When dementia begins, leukotrienes attempt to protect nerve cells. But over time, they cause damage. With this discovery, the researchers wanted to know if blocking leukotrienes could reverse the damage.

The researchers conducted a study on mice with already developed tau pathology, which is characterised by neurofibrillary tangles and disrupted synapses (junctions between neurons that enable them to communicate with each other). This results in a decline in memory and learning ability as the neurons age.

When the mice were 12 months old, which is the equivalent of age 60 in humans, they were treated with zileuton — a drug that hinders leukotriene formation by blocking the 5-lipoxygenase enzyme. After 16 weeks of treatment, the mice underwent maze tests to assess their working memory and their spatial learning memory. The tau mice that had received zileuton performed significantly better on the tests compared to the untreated mice. This suggested a successful reversal of memory deficiency in the treated mice.
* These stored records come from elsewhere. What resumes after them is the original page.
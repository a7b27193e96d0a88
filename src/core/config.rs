/// Parser configuration — word limits and the fallback stats snapshot.

use serde::{Deserialize, Serialize};
use std::path::Path;
use thiserror::Error;

use crate::schema::encounter::StatsSnapshot;

#[derive(Debug, Error)]
pub enum ConfigError {
    #[error("IO error: {0}")]
    Io(#[from] std::io::Error),
    #[error("RON deserialization error: {0}")]
    Ron(#[from] ron::error::SpannedError),
}

/// Tunables for [`EncounterParser`](crate::core::parser::EncounterParser).
///
/// Every field has a default, so a RON file only needs the fields it
/// overrides:
///
/// ```ron
/// (introduction_words: 100)
/// ```
#[derive(Debug, Clone, PartialEq, Eq, Serialize, Deserialize)]
#[serde(default)]
pub struct ParserConfig {
    /// Word limit for the introduction section.
    pub introduction_words: usize,
    /// Word limit for the description section.
    pub description_words: usize,
    /// Snapshot used when no player stats are available.
    pub default_stats: StatsSnapshot,
}

impl Default for ParserConfig {
    fn default() -> Self {
        Self {
            introduction_words: 145,
            description_words: 600,
            default_stats: StatsSnapshot::default(),
        }
    }
}

impl ParserConfig {
    /// Load a configuration from a RON file.
    pub fn load_from_ron(path: &Path) -> Result<ParserConfig, ConfigError> {
        let contents = std::fs::read_to_string(path)?;
        Self::parse_ron(&contents)
    }

    /// Parse a configuration from a RON string.
    pub fn parse_ron(input: &str) -> Result<ParserConfig, ConfigError> {
        Ok(ron::from_str(input)?)
    }
}
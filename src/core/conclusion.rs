/// Conclusion extraction — the end-of-story message has a header and a
/// body, but no sections or mechanic.

use crate::core::cleanup::clean_field;
use crate::core::sections::lines;

pub const CONCLUSION_HEADER: &str = "### Conclusion:";
pub const CONCLUSION_IMAGE_MARKER: &str = "^^conclusion image description^^";
pub const CONCLUSION_WRAPPER: &str = "^^conclusion^^";

/// Number given to every conclusion record.
pub const CONCLUSION_NUMBER: &str = "Conclusion";

/// Name and body text of a conclusion message, already cleaned.
#[derive(Debug, Clone, Default, PartialEq, Eq)]
pub struct ConclusionText {
    pub name: String,
    pub introduction: String,
}

/// Read the header name and the body lines preceding the image marker.
///
/// Missing markers are not errors: without a header the name is empty,
/// and without an image marker the whole message is body.
pub fn extract(message: &str) -> ConclusionText {
    let mut name = String::new();
    let mut body: Vec<&str> = Vec::new();

    for line in lines(message) {
        if let Some(rest) = line.strip_prefix(CONCLUSION_HEADER) {
            name = rest.trim().to_string();
        } else if line.starts_with(CONCLUSION_IMAGE_MARKER) {
            break;
        } else {
            let line = line.trim();
            if !line.is_empty() {
                body.push(line);
            }
        }
    }

    if name.is_empty() {
        tracing::debug!(marker = CONCLUSION_HEADER, "conclusion header not found");
    }

    let introduction = body.join(" ").replace(CONCLUSION_WRAPPER, "");

    ConclusionText {
        name: clean_field(&name),
        introduction: clean_field(&introduction),
    }
}
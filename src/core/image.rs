//! Image prompt extraction — pulls the image-generation prompt out of a
//! raw message so an image can be requested before the record is parsed.

use crate::core::conclusion::{CONCLUSION_IMAGE_MARKER, CONCLUSION_WRAPPER};
use crate::core::sections::Sections;

/// Headings that can follow the image prompt when the generator forgets
/// the `**` delimiter between them.
const PROMPT_END_TAGS: [&str; 2] = ["Encounter Description:", "Mechanics:"];

const IMAGE_START_TAG: &str = "image generation";
const IMAGE_END_TAG: &str = "end image generation";

/// The prompt in section 6 of an encounter narrative.
pub fn encounter_image_prompt(message: &str) -> Option<String> {
    let sections = Sections::split_lenient(message);
    let Some(prompt) = sections.image_prompt() else {
        tracing::warn!(
            sections = sections.len(),
            "image generation section not found in message content"
        );
        return None;
    };

    let end = PROMPT_END_TAGS
        .iter()
        .find_map(|tag| find_ignore_case(prompt, tag));
    let prompt = match end {
        Some(index) => &prompt[..index],
        None => prompt,
    };
    Some(prompt.trim().to_string())
}

/// The text after `^^conclusion image description^^`. Both the wrapper
/// token and the image marker must be present.
pub fn conclusion_image_prompt(message: &str) -> Option<String> {
    let wrapper = find_ignore_case(message, CONCLUSION_WRAPPER);
    let marker = find_ignore_case(message, CONCLUSION_IMAGE_MARKER);

    match (wrapper, marker) {
        (Some(_), Some(index)) => {
            Some(message[index + CONCLUSION_IMAGE_MARKER.len()..].trim().to_string())
        }
        _ => {
            tracing::warn!("conclusion image description section not found in message content");
            None
        }
    }
}

/// The text between the `image generation` and `end image generation`
/// tags, matched case-insensitively.
pub fn tagged_image_prompt(message: &str) -> Option<String> {
    let end = find_ignore_case(message, IMAGE_END_TAG)?;
    // The end tag contains the start tag, so search only before it.
    let start = find_ignore_case(&message[..end], IMAGE_START_TAG)? + IMAGE_START_TAG.len();
    let prompt = message[start..end].trim();
    (!prompt.is_empty()).then(|| prompt.to_string())
}

/// Byte offset of the first ASCII-case-insensitive occurrence of `needle`.
fn find_ignore_case(haystack: &str, needle: &str) -> Option<usize> {
    let needle = needle.as_bytes();
    if needle.is_empty() {
        return Some(0);
    }
    haystack
        .as_bytes()
        .windows(needle.len())
        .position(|window| window.eq_ignore_ascii_case(needle))
}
To understand this process, the researchers first analysed leukotriene levels. They found that treated tau mice experienced a 90 per cent reduction in leukotrienes compared with untreated mice. They also found that the levels of phosphorylated and insoluble tau — form of protein known to directly damage synapses — were 50 per cent lower in treated animals. Microscopic examination revealed that untreated animals had severe synaptic deterioration, but the synapses of treated tau animals were no different than those of ordinary mice without the disease.

The findings of this study are exciting because zileuton is already approved by the Food and Drug Administration for the treatment of asthma. Leukotrienes are in our lungs and our brain. And now we know that, in addition to the functional role it plays in asthma, leukotrienes also have a functional role in dementia.

The researchers are now looking to translate this study to human patients with Alzheimer’s disease.